Anyway, the point here is that I underestimated the amount of time and attention I’d need to commit to experiencing and evaluating a brand new (to me) piece of music every week. That’s especially true considering my intention to write a post about each new album/band and not sound like it was cobbled together by Bevis and Butthead or Wayne and Garth, in the first ten minutes of detention.
I can just see it now:
Tunes Testing: The Manic Street Preachers
Butthead: Huh-huh. Huh-huh-huh. Dude, these guys ROCK!
Bevis: No way, Butthead, heh-heh, you can’t even understand them. It’s like, like, ‘scrreeeeeeech, I’m saaaaaad, screeeeeech,’ or something. heh-heh-heh. Crrrrrrrraapacino!
Butthead: Shut up, dummass!
Bevis: No, you shut up. Bow to Cornholio!
Yeah, um, that’s not really what I was I going for.
So, anyway, yes, unequivocally, there will be more Tunes Testing. Soon. I just need an adapter for my car to play Spotify or, like, 72 more hours per week or something.

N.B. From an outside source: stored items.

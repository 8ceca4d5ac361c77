//! Error types for term-relay.

use thiserror::Error;

/// Main error type for term-relay operations.
#[derive(Error, Debug)]
pub enum TermRelayError {
    /// Session with the given ID was not found.
    #[error("session not found: {0}")]
    SessionNotFound(String),

    /// Owner already holds the maximum number of live sessions.
    #[error("session quota exceeded for owner {owner}: limit is {limit}")]
    QuotaExceeded { owner: String, limit: usize },

    /// Script path escapes the configured base directory.
    #[error("script path rejected: {0}")]
    PathTraversalRejected(String),

    /// Local process could not be spawned.
    #[error("failed to spawn process: {0}")]
    SpawnFailed(String),

    /// Remote connection could not be established.
    #[error("remote connection failed: {0}")]
    ConnectionFailed(String),

    /// Interactive channel could not be opened on an established connection.
    #[error("failed to open remote shell channel: {0}")]
    ChannelOpenFailed(String),

    /// Caller is not the owner of the session.
    #[error("access denied: session {session} is not owned by {owner}")]
    AccessDenied { session: String, owner: String },

    /// Operation requires a session in CONNECTED status.
    #[error("session {session} is not connected: current status is {status:?}")]
    NotConnected {
        session: String,
        status: crate::session::SessionStatus,
    },

    /// Backend input sink is closed.
    #[error("write failed: backend input closed")]
    WriteFailed,

    /// Invalid state transition attempted.
    #[error("invalid state transition from {from:?} to {to:?}")]
    InvalidTransition {
        from: crate::session::SessionStatus,
        to: crate::session::SessionStatus,
    },

    /// I/O error.
    #[error("I/O error: {0}")]
    Io(#[from] std::io::Error),

    /// Internal lock was poisoned.
    #[error("internal lock poisoned")]
    LockPoisoned,
}

/// Convenience Result type for term-relay operations.
pub type Result<T> = std::result::Result<T, TermRelayError>;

I dunno, I’ll figure it out.
Until then, well, I wanted to embed a video for you listening pleasure. Specifically, I wanted to embed the sing-along video The Oatmeal posted yesterday. It amused me greatly. Then again, it’s completely NSFW*. In fact, there’s a pretty good chance it’s marginally Not Safe For Life.
So, instead, I give you Taylor Swift. Not because I like Taylor Swift, mind you. Oh, by the 17 mouths of the Dark Serpent of Upandor, no. But I have a six year old daughter with a CD player. So, like it or not, I have the privilege of listening to this, um, stuff, all too often. And if I have pay, you might as well share my pain.
Personally, I’m expecting that my readership is smart enough to follow the Oatmeal link and not click the Taylor Swift “play” button. But, I’ll understand if you never want to visit my website again. Thank you for suffering with me anyway.
Oh, and don’t forget, Tunes Testing will return…soon!